Re: Installation Partition question

Post by kafka75 »

Thanks Willie for the quick response but the Installer does not allow me to just install side by side like it did with my Dell. It only gives me the advanced option or erase entire disk and install. Here is where I am stuck.
pythagorean

Re: Installation Partition question

Post by pythagorean »

You boot into windows and you go to Start > Control Panel > System and Security and you will see Administrative Tools. One of the options will be "Create and Format Hard Disk Partitions" and you select that option. When it opens it will show you everything on the disk much like gparted does. You right click on the C: drive and select "shrink volume." This will very likely result in about 20 GB of Free space which you can then use for installing Linux.
vrkalak

Re: Installation Partition question

Post by vrkalak »

For someone that is new to Linux, I usually give them this advise on partitioning.

If you are going to install Linux as the only OS ... then, install to the entire hard-drive.
No need to partition anything. Some Linux installers will automatically add a SWAP partition.
However, if you only have one OS installed ... there is no need for a SWAP partition.

If you are going to dual-boot, with Linux and Windows.
Open the Partition Editor and make 3 partitions - first.

Defrag Windows first. Back-up everything, you want, from Windows to an external USB or another computer - just in case.
Then, use the Linux OS's LiveCD feature and open the Partition Editor.

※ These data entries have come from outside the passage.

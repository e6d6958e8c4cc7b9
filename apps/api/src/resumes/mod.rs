// Résumé version registration. Files are already on disk (upload transport
// is out of scope); this module validates, hashes and flips `is_current`.

pub mod handlers;
pub mod service;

Re-partition everything, before you install.
Reduce the size of the Windows OS to roughly half the size of the Hard-drive (or less, if you're not going to use it much)

Second, make a SWAP partition about twice the size of your RAM (unless you have 6Gb or more - then, the same size as the RAM)

Third, make a new partition for Linux in Ext.3 or Ext.4 (doesn't really matter, at this time) ... with what is left over (the larger part) after you have resized Windows and made the SWAP partition. This should be a majority of the hard-drive.
You're new to Linux ... no need to worry about making separate partitions for /home and such. That'll come later.

Then, using the LiveCD/DVD of the Linux OS - install the new OS.
Select to install 'side-by-side' and chose, the larger partition, you already made in Ext.3/4, as to where you want to install Linux.

Then, follow directions ... hopefully, the Linux install should be uneventful.
I have found this to be the easiest way to install a Linux OS.
kafka75

Re: Installation Partition question

Post by kafka75 »

Ooops! I tried and it dual boots but now I have this. Sorry for the size of the picture. Which one can I delete or resize ext3 or ext4 . Thanks.